In addition to this, as large tracts of land are bought up by developers intent on wealth extraction the price of 

property has risen beyond the means of the sons and daughters of those already living in the Borough forcing 

them out. Their situation is not so bad that they qualify for social housing but bad enough that they are forced 

to leave the area. What can be done for them? What can be done to ensure we have a strong, vibrant and 

cohesive community?

Since 2015 the only group fighting to protect the St Ann’s site from rapacious developers has been StART. 

The Council had other priorities, focusing on inward investment and regeneration. The idea that a bunch of 

locals might want to take control of land that was already theirs did not fit with a vision that saw the future 

of neighbourhoods through the lens of multinationals. The Haringey Development Vehicle (HDV) in which 

the Council would enter a deal with a mega-developer to essentially gift land to the private sector for the 

public good was revealed to be the worst of all worlds. The only entity that should profit from a deal 

involving public land should be the public itself. The HDV was based on basic trickle-down economics. 

Apologists for that philosophy are fast becoming relics. The last three decades just haven’t realised the 

promise of one of the fundamentals of neoliberalism. A rising tide raises all boats but only if evenly 

distributed. Finance casino capitalism is not in the business of even distribution.

 

StART never gave up, rose in numbers and professionalism, pooling the local human resources in order to fight 

for a community development which would raise all boats. The plans they had drawn up by crowdfunding tens 

of thousands of pounds envisioned 800 homes in a space which focused on retaining the site’s health legacy, 

its biodiversity and  environmental sustainability. Several hundred local residents and tens of businesses joined 

StART in an act of group solidarity. StART members would not receive nomination rights to any of the 

properties but would be part of a mass action declaring the land public and demanding ownership for the 

community.

Throughout this the Council did and said nothing. They left it to fate, the market. The Council had bigger fish to 

fry and anyway why should it concern itself with this? The question as to whether it was better to back and 

empower local residents over multinationals was never asked. But the StART campaign never waned and 

this brought the site to Mayor’s attention. Sadiq Khan and the Greater London Assembly (GLA) had set-up 

a rolling fund the purpose of which was to enable the building of affordable homes for Londoners. 

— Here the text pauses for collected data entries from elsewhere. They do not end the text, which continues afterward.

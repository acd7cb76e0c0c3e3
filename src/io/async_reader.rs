//! Batched async reader over transfer rows
//!
//! Feeds the async strategy: each call to [`AsyncReader::read_batch`] pulls up
//! to N valid transfers off a `csv-async` deserializer. Rows that fail to
//! parse never reach the shard router; they are logged with their line
//! number and dropped here.
//!
//! ```text
//! futures AsyncRead → csv_async deserializer → CsvRecord → TransferRecord batch
//! ```

use crate::io::csv_format::{convert_csv_record, CsvRecord};
use crate::types::{SupplyError, TransferRecord};
use csv_async::AsyncReaderBuilder;
use futures::io::AsyncRead;
use futures::stream::StreamExt;

/// Async transfer reader yielding fixed-size batches
pub struct AsyncReader<R: AsyncRead + Unpin> {
    csv_reader: csv_async::AsyncDeserializer<R>,
    line_num: u64,
}

impl<R: AsyncRead + Unpin + Send + 'static> AsyncReader<R> {
    /// Create a new AsyncReader from an async reader
    pub fn new(reader: R) -> Self {
        let csv_reader = AsyncReaderBuilder::new()
            .flexible(true)
            .trim(csv_async::Trim::All)
            .create_deserializer(reader);

        Self {
            csv_reader,
            line_num: 0,
        }
    }

    /// Read a batch of transfer records
    ///
    /// Reads up to `batch_size` rows, converting them to TransferRecords.
    /// Invalid rows are logged with their line number and skipped; they count
    /// towards neither the batch nor its size limit.
    ///
    /// # Returns
    ///
    /// A vector of successfully converted transfer records.
    /// Returns an empty vector when the end of the file is reached.
    pub async fn read_batch(&mut self, batch_size: usize) -> Vec<TransferRecord> {
        let mut batch = Vec::with_capacity(batch_size);
        let mut records = self.csv_reader.deserialize::<CsvRecord>();

        while batch.len() < batch_size {
            match records.next().await {
                Some(Ok(csv_record)) => {
                    self.line_num += 1;
                    // +1 for the header row
                    let line = self.line_num + 1;
                    match convert_csv_record(csv_record) {
                        Ok(transfer_record) => batch.push(transfer_record),
                        Err(e) => {
                            let e = e.at_line(line);
                            tracing::warn!(line, "Skipping malformed transfer: {}", e);
                        }
                    }
                }
                Some(Err(e)) => {
                    self.line_num += 1;
                    let line = self.line_num + 1;
                    let e = SupplyError::parse_error(Some(line), &e.to_string());
                    tracing::warn!(line, "Skipping malformed row: {}", e);
                }
                None => break,
            }
        }

        batch
    }
}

The Land Fund of £250 million would buy land and resell it under the condition that any development would 

be 50% affordable. This was a massive improvement on the original stipulation of 14% affordable for sure. 

The bar had been raised and the GLA, understanding the importance to the local community of StART, 

went into discussions with them as to the future of the site and the role the community land trust could play.

 

At this point it might seem like we have reached the happy ending everyone had been campaigning for. StART 

and the GLA walk hand in hand into the sunset. A victory for the community.

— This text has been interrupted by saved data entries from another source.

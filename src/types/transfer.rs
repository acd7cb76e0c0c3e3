//! Transfer-related types
//!
//! This module defines the transfer event consumed by the processor, the
//! token-tagged record produced by the readers, and the outcome reported back
//! for each processed event.

use super::address::Address;
use num_bigint::BigInt;
use std::fmt;

/// A single ownership transfer observed on chain
///
/// `from == ZERO` is a mint and `to == ZERO` is a burn. Amounts are expected
/// to be non-negative; the processor rejects anything else.
#[derive(Debug, Clone, PartialEq, Eq)]
pub struct TransferEvent {
    pub from: Address,
    pub to: Address,
    pub amount: BigInt,
}

impl TransferEvent {
    pub fn new(from: Address, to: Address, amount: impl Into<BigInt>) -> Self {
        TransferEvent {
            from,
            to,
            amount: amount.into(),
        }
    }
}

/// Transfer event tagged with the token contract it was emitted by
///
/// This is what the CSV readers yield. The token string is kept as read so it
/// can be routed to the matching deployment.
#[derive(Debug, Clone, PartialEq, Eq)]
pub struct TransferRecord {
    /// Token contract address as it appeared in the input
    pub token: String,

    /// The transfer itself
    pub event: TransferEvent,
}

/// Which value went negative
#[derive(Debug, Clone, PartialEq, Eq)]
pub enum UnderflowSubject {
    /// A holder's balance
    Balance(Address),
    /// The token's total supply
    Total,
    /// The token's circulating supply
    Circulating,
}

impl fmt::Display for UnderflowSubject {
    fn fmt(&self, f: &mut fmt::Formatter<'_>) -> fmt::Result {
        match self {
            UnderflowSubject::Balance(address) => write!(f, "balance of {}", address),
            UnderflowSubject::Total => f.write_str("total supply"),
            UnderflowSubject::Circulating => f.write_str("circulating supply"),
        }
    }
}

/// A value that ended up below zero after a transfer was applied
///
/// The arithmetic is kept; this only signals that the event stream or the
/// exclusion policy is inconsistent.
#[derive(Debug, Clone, PartialEq, Eq)]
pub struct Underflow {
    pub subject: UnderflowSubject,
    pub value: BigInt,
}

impl fmt::Display for Underflow {
    fn fmt(&self, f: &mut fmt::Formatter<'_>) -> fmt::Result {
        write!(f, "{} dropped below zero to {}", self.subject, self.value)
    }
}

/// What processing one transfer did
#[derive(Debug, Clone, Default, PartialEq, Eq)]
pub struct TransferOutcome {
    /// Whether the supply aggregate was loaded and written
    pub supply_affecting: bool,

    /// Values that went negative while applying the transfer
    pub underflows: Vec<Underflow>,
}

If only this were the case. Every silver lining has a cloud.

First of all, what is the actual outcome of the GLA using the Land Fund to buy the site? The land remains in 

public hands but only for a very brief time. The GLA fund is a rolling fund and each purchase is resold and the 

profits poured back in the fund. There is no gifting of land more a gifting of affordability specifications. 

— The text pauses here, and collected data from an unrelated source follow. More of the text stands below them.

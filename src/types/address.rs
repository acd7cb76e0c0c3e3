//! Address and token identity types
//!
//! Addresses are fixed-width 20-byte account identifiers. They parse from
//! `0x`-prefixed hex in any letter case and always render as lower-case hex,
//! which is the canonical key used for holder records.

use super::error::SupplyError;
use std::fmt;
use std::str::FromStr;

/// Width of an address in bytes
pub const ADDRESS_LEN: usize = 20;

/// A 20-byte account address
#[derive(Debug, Clone, Copy, PartialEq, Eq, Hash, PartialOrd, Ord, Default)]
pub struct Address([u8; ADDRESS_LEN]);

impl Address {
    /// The all-zero address, used as the mint source and burn sink
    pub const ZERO: Address = Address([0u8; ADDRESS_LEN]);

    pub const fn from_bytes(bytes: [u8; ADDRESS_LEN]) -> Self {
        Address(bytes)
    }

    pub fn is_zero(&self) -> bool {
        self.0 == [0u8; ADDRESS_LEN]
    }

    /// Canonical lower-case hex key (`0x` + 40 hex digits)
    pub fn to_hex(&self) -> String {
        format!("0x{}", hex::encode(self.0))
    }
}

impl FromStr for Address {
    type Err = SupplyError;

    /// Parse a `0x`-prefixed, 40-digit hex string
    ///
    /// Mixed-case (checksummed) input is accepted; the checksum itself is not
    /// verified.
    fn from_str(s: &str) -> Result<Self, Self::Err> {
        let trimmed = s.trim();
        let digits = trimmed
            .strip_prefix("0x")
            .or_else(|| trimmed.strip_prefix("0X"))
            .ok_or_else(|| SupplyError::invalid_address(s, "missing 0x prefix"))?;

        if digits.len() != ADDRESS_LEN * 2 {
            return Err(SupplyError::invalid_address(
                s,
                &format!("expected {} hex digits, got {}", ADDRESS_LEN * 2, digits.len()),
            ));
        }

        let mut bytes = [0u8; ADDRESS_LEN];
        hex::decode_to_slice(digits, &mut bytes)
            .map_err(|e| SupplyError::invalid_address(s, &e.to_string()))?;

        Ok(Address(bytes))
    }
}

impl fmt::Display for Address {
    fn fmt(&self, f: &mut fmt::Formatter<'_>) -> fmt::Result {
        f.write_str(&self.to_hex())
    }
}

/// Stable key identifying the token whose supply is tracked
///
/// Kept verbatim as configured (including checksum casing) because it is the
/// record id the read side queries by.
#[derive(Debug, Clone, PartialEq, Eq, Hash, PartialOrd, Ord)]
pub struct TokenId(String);

impl TokenId {
    pub fn new(id: impl Into<String>) -> Self {
        TokenId(id.into())
    }

    pub fn as_str(&self) -> &str {
        &self.0
    }
}

impl fmt::Display for TokenId {
    fn fmt(&self, f: &mut fmt::Formatter<'_>) -> fmt::Result {
        f.write_str(&self.0)
    }
}

impl From<&str> for TokenId {
    fn from(id: &str) -> Self {
        TokenId::new(id)
    }
}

50% instead of 14%. However, the land will be put out to tender to the private sector, essentially sold to the 

very same multinationals who have caused all the controversy in Haringey in the first place. For sure, they 

will be on a shorter leash but it is well known that even under these conditions they have means of subverting 

their planning covenants through secret viability assessments and the like. Furthermore, public land will be passed 

into private hands. 

Haringey Council, under new management, has been paying attention. They have met with members of StART

on a number of occasions and joined them and the GLA on tours of the site. There is, at last, some dialogue. 

However, time is running out. The GLA have no intention of developing the land themselves and therefore will 

want to put it out to tender sooner rather than later.

Therefore, if the good of the community is to be entrenched in any deal with a developer then it is absolutely 

essential that StART are at the core of that deal. It should be clear to anyone that StART represent David in 

this story. There are many Goliaths. The GLA is one and Haringey Council is one. The developers stand as another. 

They can be allies and enablers for the public good or allies and enablers for distant shareholdsers. The choice is

simple and stark. One can propose arguments why Goliath cannot step in on the side of David but that doesn't alter the nature

of the choice before us.

This is where Haringey Council can use their considerable power at the local level to help direct the negotiations

towards the desired outcome and to exert leverage in order to answer the question, “what would we like to

happen?” In fact, it must since what is at stake is our land whose future must be in the hands of those who we 

want to live on it. If Haringey Council is determined to draw a line under gentrification then it must not abdicate 

its responsibility in this.

If it wants to put down its marker as a truly progressive council with the housing needs of residents at the core 

of its planning then it is here that it can do so.

 

And this is how it can.

 

Section 79 of the Housing and Regeneration Act 2008 defines a community land trust (CLT) as a body established

“for the express purpose of furthering the social, economic and environmental interests of a local community by

acquiring and managing land.” The final part of this sentence is fundamental, we’ll come back to that shortly.

The Act goes on to state that the purpose of a CLT is to “provide a benefit to the local community” by ensuring 

that “the assets are not sold or developed except in a manner which the trust’s members think benefit the local 

community.” This is critical. The members of StART total 400 individuals and 50 local businesses and community

groups. It is through these people that decisions regarding the site are made. This number could grow dramatically

if a final deal was struck that put them at the heart of all future plans.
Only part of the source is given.